Robots are beginning to become affordable for the average person and are entering people's daily life. As the deployment increases, so does the importance of the question on whether multiple simple robots are able to achieve more complex goals through collaboration and how such collaboration should take place. The problem of multi-robot task allocation (MRTA) pertains directly to this issue and asks how a collection of N robots should be allocated to a set of M subtasks such that a common goal is achieved.

Towards these ends we proposed a probabilistic method for distributed multi-robot task allocation, called Multi-Robot Belief Propagation (MRBP). In MRBP each robot computes a probability distribution over the possible subtasks it could be allocated to. These distributions correspond to marginal probabilities of hidden random variables on a Markov random field and are approximated in a distributed fashion using the belief propagation algorithm.

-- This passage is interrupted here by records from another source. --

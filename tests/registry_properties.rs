//! Property tests for the registry entry points.
//!
//! Each case runs against a fresh scripted host so the store contents can be
//! compared byte-for-byte before and after an operation.

use proptest::collection::btree_map;
use proptest::prelude::*;

use asset_registry::{Asset, AssetRegistry, RegistryError};

mod support;
use support::ScriptedContext;

fn id_strategy() -> impl Strategy<Value = String> {
    "[A-Za-z0-9_-]{1,12}"
}

fn owner_strategy() -> impl Strategy<Value = String> {
    "\\PC{0,24}"
}

fn populated_context() -> impl Strategy<Value = ScriptedContext> {
    btree_map(id_strategy(), owner_strategy(), 0..8).prop_map(|assets| {
        assets
            .into_iter()
            .fold(ScriptedContext::new(), |ctx, (id, owner)| {
                ctx.with_asset(&id, &owner.replace(['"', '\\'], ""))
            })
    })
}

proptest! {
    #![proptest_config(ProptestConfig::with_cases(128))]

    #[test]
    fn asset_json_round_trips(id in "\\PC*", owner in "\\PC*") {
        let asset = Asset::new(id, owner);
        let bytes = asset.to_bytes().unwrap();
        prop_assert_eq!(Asset::from_slice(&bytes).unwrap(), asset);
    }

    #[test]
    fn created_asset_reads_back(mut ctx in populated_context(), id in id_strategy(), owner in owner_strategy()) {
        prop_assume!(!ctx.store.contains_key(&id));
        let registry = AssetRegistry::new();

        registry.create_asset(&mut ctx, &id, &owner).unwrap();

        prop_assert_eq!(registry.read_asset(&mut ctx, &id).unwrap(), Asset::new(id.clone(), owner));
        prop_assert!(registry.has_asset(&mut ctx, &id).unwrap());
    }

    #[test]
    fn duplicate_create_changes_nothing(mut ctx in populated_context(), owner in owner_strategy()) {
        prop_assume!(!ctx.store.is_empty());
        let id = ctx.store.keys().next().cloned().unwrap();
        let before = ctx.store.clone();

        let err = AssetRegistry::new().create_asset(&mut ctx, &id, &owner).unwrap_err();

        prop_assert!(matches!(err, RegistryError::AlreadyExists(ref found) if *found == id));
        prop_assert_eq!(&ctx.store, &before);
        prop_assert!(ctx.writes.is_empty());
    }

    #[test]
    fn update_of_absent_id_writes_nothing(mut ctx in populated_context(), id in id_strategy(), owner in owner_strategy()) {
        prop_assume!(!ctx.store.contains_key(&id));
        let before = ctx.store.clone();

        let err = AssetRegistry::new().update_asset(&mut ctx, &id, &owner).unwrap_err();

        prop_assert!(matches!(err, RegistryError::NotFound(_)));
        prop_assert_eq!(&ctx.store, &before);
    }

    #[test]
    fn update_touches_only_its_key(mut ctx in populated_context(), owner in owner_strategy()) {
        prop_assume!(!ctx.store.is_empty());
        let id = ctx.store.keys().last().cloned().unwrap();
        let mut expected = ctx.store.clone();
        expected.insert(id.clone(), Asset::new(id.clone(), owner.clone()).to_bytes().unwrap());
        let registry = AssetRegistry::new();

        registry.update_asset(&mut ctx, &id, &owner).unwrap();

        let read = registry.read_asset(&mut ctx, &id).unwrap();
        prop_assert_eq!(&read.id, &id);
        prop_assert_eq!(&read.owner, &owner);
        prop_assert_eq!(&ctx.store, &expected);
    }

    #[test]
    fn seed_is_stable(mut ctx in populated_context()) {
        let registry = AssetRegistry::new();
        registry.init_ledger(&mut ctx).unwrap();
        let once = ctx.store.clone();
        registry.init_ledger(&mut ctx).unwrap();

        prop_assert_eq!(&ctx.store, &once);
        prop_assert_eq!(registry.read_asset(&mut ctx, "1").unwrap(), Asset::new("1", "Alesso"));
        prop_assert_eq!(registry.read_asset(&mut ctx, "2").unwrap(), Asset::new("2", "Coldplay"));
    }
}
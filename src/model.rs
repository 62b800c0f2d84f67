use schemars::JsonSchema;
use serde::{Deserialize, Serialize};

/// Registry entry keyed by its caller-assigned id.
///
/// Stored on the ledger as `{"Id": ..., "Owner": ...}`.
#[derive(Debug, Clone, PartialEq, Eq, Hash, Serialize, Deserialize, JsonSchema)]
pub struct Asset {
    #[serde(rename = "Id")]
    pub id: String,
    #[serde(rename = "Owner")]
    pub owner: String,
}

impl Asset {
    pub fn new(id: impl Into<String>, owner: impl Into<String>) -> Self {
        Self {
            id: id.into(),
            owner: owner.into(),
        }
    }

    pub fn to_bytes(&self) -> Result<Vec<u8>, serde_json::Error> {
        serde_json::to_vec(self)
    }

    pub fn from_slice(bytes: &[u8]) -> Result<Self, serde_json::Error> {
        serde_json::from_slice(bytes)
    }
}

#[derive(Debug, Clone, PartialEq, Eq, Serialize, Deserialize, JsonSchema)]
pub struct InitLedgerResponse {
    /// Ids written by the seed, in write order.
    pub seeded: Vec<String>,
}

#[derive(Debug, Clone, PartialEq, Eq, Serialize, Deserialize, JsonSchema)]
pub struct HasAssetResponse {
    pub id: String,
    pub exists: bool,
}

#[derive(Debug, Clone, PartialEq, Serialize, Deserialize, JsonSchema)]
pub struct InvokeResponse {
    pub function: String,
    /// Entry point result as JSON (`null` for InitLedger).
    pub payload: serde_json::Value,
}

Publication: J. N. Schwertfeger and O. C. Jenkins. Multi-robot belief propagation for distributed robot allocation. In Proceedings of the 6th IEEE International Conference on Development and Learning (ICDL), 2007.

Top-Down Localization


The soccer field.

Top-down view of the four cameras, with overlapping regions.

In 2007 all assignments in CSCI1480, Brown's introductory robotics course, revolved around making SmURVs to autonomously play robot soccer. Amongst a variety of things, this requires each robot to recognize certain objects in its field of view, to localize itself on the field as well as to plan and execute paths. In order to offer the students ground truth with regard to the pose of their robots and the ball, the teaching assistants of that course and I implemented a localization system that uses four Firewire cameras mounted on the ceiling, right on top of the soccer field, to recognize and track objects.

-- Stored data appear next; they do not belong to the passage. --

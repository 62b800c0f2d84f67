//! Per-invocation transaction receipts.
//!
//! A receipt is derived only from the invocation context: who invoked, on
//! behalf of which organization, on which channel, under which transaction id
//! and at which network-agreed second. It is returned to the caller and never
//! written back to the ledger.

use crate::error::RegistryError;
use crate::ledger::{ContextError, InvocationContext};
use chrono::{DateTime, Utc};
use schemars::JsonSchema;
use serde::{Deserialize, Serialize};

#[derive(Debug, Clone, PartialEq, Eq, Serialize, Deserialize, JsonSchema)]
pub struct TransactionReceipt {
    #[serde(rename = "Transaction_Creator")]
    pub creator: String,
    /// Transaction time in UTC, whole seconds.
    #[serde(rename = "Transaction_Timestamp")]
    pub timestamp: DateTime<Utc>,
    #[serde(rename = "Transaction_Id")]
    pub transaction_id: String,
    /// Membership-service provider id of the invoking organization.
    #[serde(rename = "Client_Id")]
    pub client_id: String,
    #[serde(rename = "Channel_Id")]
    pub channel_id: String,
}

#[derive(Debug, Clone, Copy, Default)]
pub struct ReceiptBuilder;

impl ReceiptBuilder {
    /// Assemble a receipt from the current invocation.
    ///
    /// Identity and organization lookups fail as [`RegistryError::Identity`];
    /// a missing timestamp propagates as [`RegistryError::Context`].
    pub fn build<C>(ctx: &C) -> Result<TransactionReceipt, RegistryError>
    where
        C: InvocationContext + ?Sized,
    {
        let creator = ctx
            .invoker_identity()
            .map_err(|source| RegistryError::Identity {
                field: "creator",
                source,
            })?;

        let seconds = ctx.invocation_timestamp()?;
        let timestamp = DateTime::from_timestamp(seconds, 0).ok_or_else(|| {
            ContextError::new("timestamp", format!("{seconds}s is outside the UTC range"))
        })?;

        let transaction_id = ctx.invocation_id().to_string();

        let client_id = ctx
            .invoker_org_id()
            .map_err(|source| RegistryError::Identity {
                field: "client",
                source,
            })?;

        let channel_id = ctx.channel_id().to_string();

        Ok(TransactionReceipt {
            creator,
            timestamp,
            transaction_id,
            client_id,
            channel_id,
        })
    }
}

In order to make object recognition and pose estimation easy, the SmURVs have been equipped with augmented reality markers, which due to their distinctive pattern and high contrast allow for robust tracking; the markers are detected using the ARToolKitPlus library and the soccer ball is detected using the CMVision color segmentation library. The localization system features a distributed architecture that allows it to scale up to many more cameras and a much larger field. Essentially, for each camera a single process analyzes the images taken by that particular camera, generate pose estimates for each object in that camera's field of view and sends it to a localization server using UDP/IP. Then, the localization server fuses incoming pose estimates and broadcasts a single data packet containing pose estimates for all objects to the SmURVs. As a consequence of this architecture pose estimates are computed and broadcasted roughly 15 times a second.